The Evolution of an Icon
Author Susan Marks provides an in-depth and enjoyable look at this food icon in her book, Finding Betty Crocker: The Secret Life of America’s First Lady of Food. The book is nostalgic, well researched, well written, and deftly shows how General Mills adapted the Betty Crocker persona to evolve with the times and fit with ever-changing consumer trends. The book is most compelling in the early chapters, where Marks not only focuses on the developing image of Betty Crocker in the United States, but also on her symbiotic relationship with the American housewife, particularly during the Great Depression and World War II.
The Icing on the Cake
The book is sprinkled with vintage black-and-white photographs, advertisements, recipes, magazine spreads, and fan letters to Betty from consumers (at the height of her popularity she received over 5,000 letters a day). These details further reinforce the profound effect Betty had on shaping the face of American homemaking. Linkages to Hollywood, a look at the various incarnations of the “Betty Crocker Kitchens”, and how Betty’s visual appearance evolved over the years round out Marks’ story.

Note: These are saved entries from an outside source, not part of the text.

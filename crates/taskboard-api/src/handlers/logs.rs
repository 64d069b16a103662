use crate::app::SharedState;
use crate::error::ApiResult;
use axum::Json;
use axum::extract::rejection::QueryRejection;
use axum::extract::{Path, Query, State};
use serde::Deserialize;
use taskboard_core::{EntityType, Log};

#[derive(Debug, Deserialize)]
pub struct LogsQuery {
    limit: Option<usize>,
}

/// Audit trail of an organization, newest first
pub async fn for_org(
    State(state): State<SharedState>,
    Path(org_id): Path<String>,
    query: Result<Query<LogsQuery>, QueryRejection>,
) -> ApiResult<Json<Vec<Log>>> {
    let Query(query) = query?;
    Ok(Json(state.taskboard.logs_for_org(&org_id, query.limit)))
}

pub async fn for_entity(
    State(state): State<SharedState>,
    Path((entity_id, org_id, entity_type)): Path<(String, String, String)>,
) -> ApiResult<Json<Vec<Log>>> {
    let entity_type: EntityType = entity_type.parse()?;
    Ok(Json(
        state
            .taskboard
            .logs_for_entity(&org_id, &entity_id, entity_type),
    ))
}

#[cfg(test)]
mod tests {
    use crate::app::tests::TestApp;
    use axum::http::StatusCode;
    use serde_json::json;

    #[tokio::test]
    async fn test_org_logs_newest_first() {
        let app = TestApp::new();
        let board = app.board("Roadmap").await;
        app.list(&board, "Todo").await;
        app.patch(&format!("/api/board/{board}"), json!({ "title": "Plan" }))
            .await;

        let (status, logs) = app.get("/api/logs/org_1").await;
        assert_eq!(status, StatusCode::OK);
        let logs = logs.as_array().unwrap();
        assert_eq!(logs.len(), 3);
        assert_eq!(logs[0]["action"], "UPDATE");
        assert_eq!(logs[0]["entity"]["type"], "BOARD");
        assert_eq!(logs[0]["user"]["id"], "user_1");
        assert_eq!(logs[2]["action"], "CREATE");

        let (_, limited) = app.get("/api/logs/org_1?limit=1").await;
        assert_eq!(limited.as_array().unwrap().len(), 1);

        let (status, _) = app.get("/api/logs/org_1?limit=many").await;
        assert_eq!(status, StatusCode::BAD_REQUEST);
    }

    #[tokio::test]
    async fn test_unknown_entity_type() {
        let app = TestApp::new();
        let (status, body) = app.get("/api/logs/card-1/org_1/widget").await;
        assert_eq!(status, StatusCode::BAD_REQUEST);
        assert_eq!(body["code"], 400);
    }
}
//! Error types for taskboard

use thiserror::Error;

#[derive(Error, Debug)]
pub enum Error {
    #[error("{0}")]
    BadRequest(String),

    #[error("{0}")]
    NotFound(String),

    #[error("{0}")]
    Conflict(String),

    #[error("{0}")]
    Unauthorized(String),

    #[error("{0}")]
    Forbidden(String),

    #[error("Login session is expired, please login again!")]
    SessionExpired,

    /// Free-tier board cap reached for an unsubscribed organization
    #[error("You have reached your limit of {max} free boards. Please upgrade to create more.")]
    LimitReached { max: u32 },

    #[error("IO error: {0}")]
    Io(#[from] std::io::Error),

    #[error("JSON error: {0}")]
    Json(#[from] serde_json::Error),

    #[error("Invalid config: {0}")]
    Toml(#[from] toml::de::Error),

    #[error("Billing error: {0}")]
    Billing(String),

    #[error("{0}")]
    Other(String),
}

impl Error {
    pub fn bad_request(message: impl Into<String>) -> Self {
        Error::BadRequest(message.into())
    }

    pub fn not_found(message: impl Into<String>) -> Self {
        Error::NotFound(message.into())
    }

    pub fn conflict(message: impl Into<String>) -> Self {
        Error::Conflict(message.into())
    }

    /// True for errors caused by the caller rather than the server
    pub fn is_client_error(&self) -> bool {
        matches!(
            self,
            Error::BadRequest(_)
                | Error::NotFound(_)
                | Error::Conflict(_)
                | Error::Unauthorized(_)
                | Error::Forbidden(_)
                | Error::SessionExpired
                | Error::LimitReached { .. }
        )
    }
}

#[cfg(test)]
mod tests {
    use super::*;

    #[test]
    fn test_client_errors() {
        assert!(Error::not_found("Board not found!").is_client_error());
        assert!(Error::LimitReached { max: 5 }.is_client_error());
        assert!(Error::SessionExpired.is_client_error());
        assert!(!Error::Billing("timeout".into()).is_client_error());
        assert!(!Error::Io(std::io::Error::other("disk")).is_client_error());
    }

    #[test]
    fn test_limit_message() {
        assert_eq!(
            Error::LimitReached { max: 5 }.to_string(),
            "You have reached your limit of 5 free boards. Please upgrade to create more."
        );
    }
}
//! ID generation for taskboard documents
//!
//! Hash-based IDs that stay short and URL-safe.
//! Format: <prefix>-xxxxxxxxxx (10 lowercase alphanumeric chars)

use sha2::{Digest, Sha256};
use uuid::Uuid;

pub const BOARD_PREFIX: &str = "board";
pub const LIST_PREFIX: &str = "list";
pub const CARD_PREFIX: &str = "card";
pub const LOG_PREFIX: &str = "log";

const ID_LEN: usize = 10;

/// Generate a document ID
///
/// Uses UUID + timestamp hash, encoded as Crockford base32 lowercase.
pub fn generate_id(prefix: &str) -> String {
    let uuid = Uuid::new_v4();
    let timestamp = chrono::Utc::now().timestamp_nanos_opt().unwrap_or(0);

    let mut hasher = Sha256::new();
    hasher.update(uuid.as_bytes());
    hasher.update(timestamp.to_le_bytes());

    let hash = hasher.finalize();

    // 7 bytes give 56 bits, enough for 10 base32 chars
    let encoded = base32::encode(base32::Alphabet::Crockford, &hash[..7])
        .to_lowercase()
        .chars()
        .take(ID_LEN)
        .collect::<String>();

    format!("{}-{}", prefix, encoded)
}

#[cfg(test)]
mod tests {
    use super::*;

    #[test]
    fn test_generate_id() {
        let id = generate_id(CARD_PREFIX);
        assert!(id.starts_with("card-"));
        assert_eq!(id.len(), "card-".len() + ID_LEN);
        assert!(id.chars().all(|c| c == '-' || c.is_ascii_alphanumeric()));
    }

    #[test]
    fn test_generate_id_is_unique() {
        let a = generate_id(LIST_PREFIX);
        let b = generate_id(LIST_PREFIX);
        assert_ne!(a, b);
    }
}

The end result is a book that informs, entertains, and provides insight into the creation of a persona that has become synonymous with the quest for culinary excellence.
I was thankful to discover this book when writing, Light Bulb Baking: A History of the Easy Bake® Oven, and Marks’ work helped with my own research into the co-branding of Betty Crocker on the Easy-Bake Ovens in the 1970s and 1980s.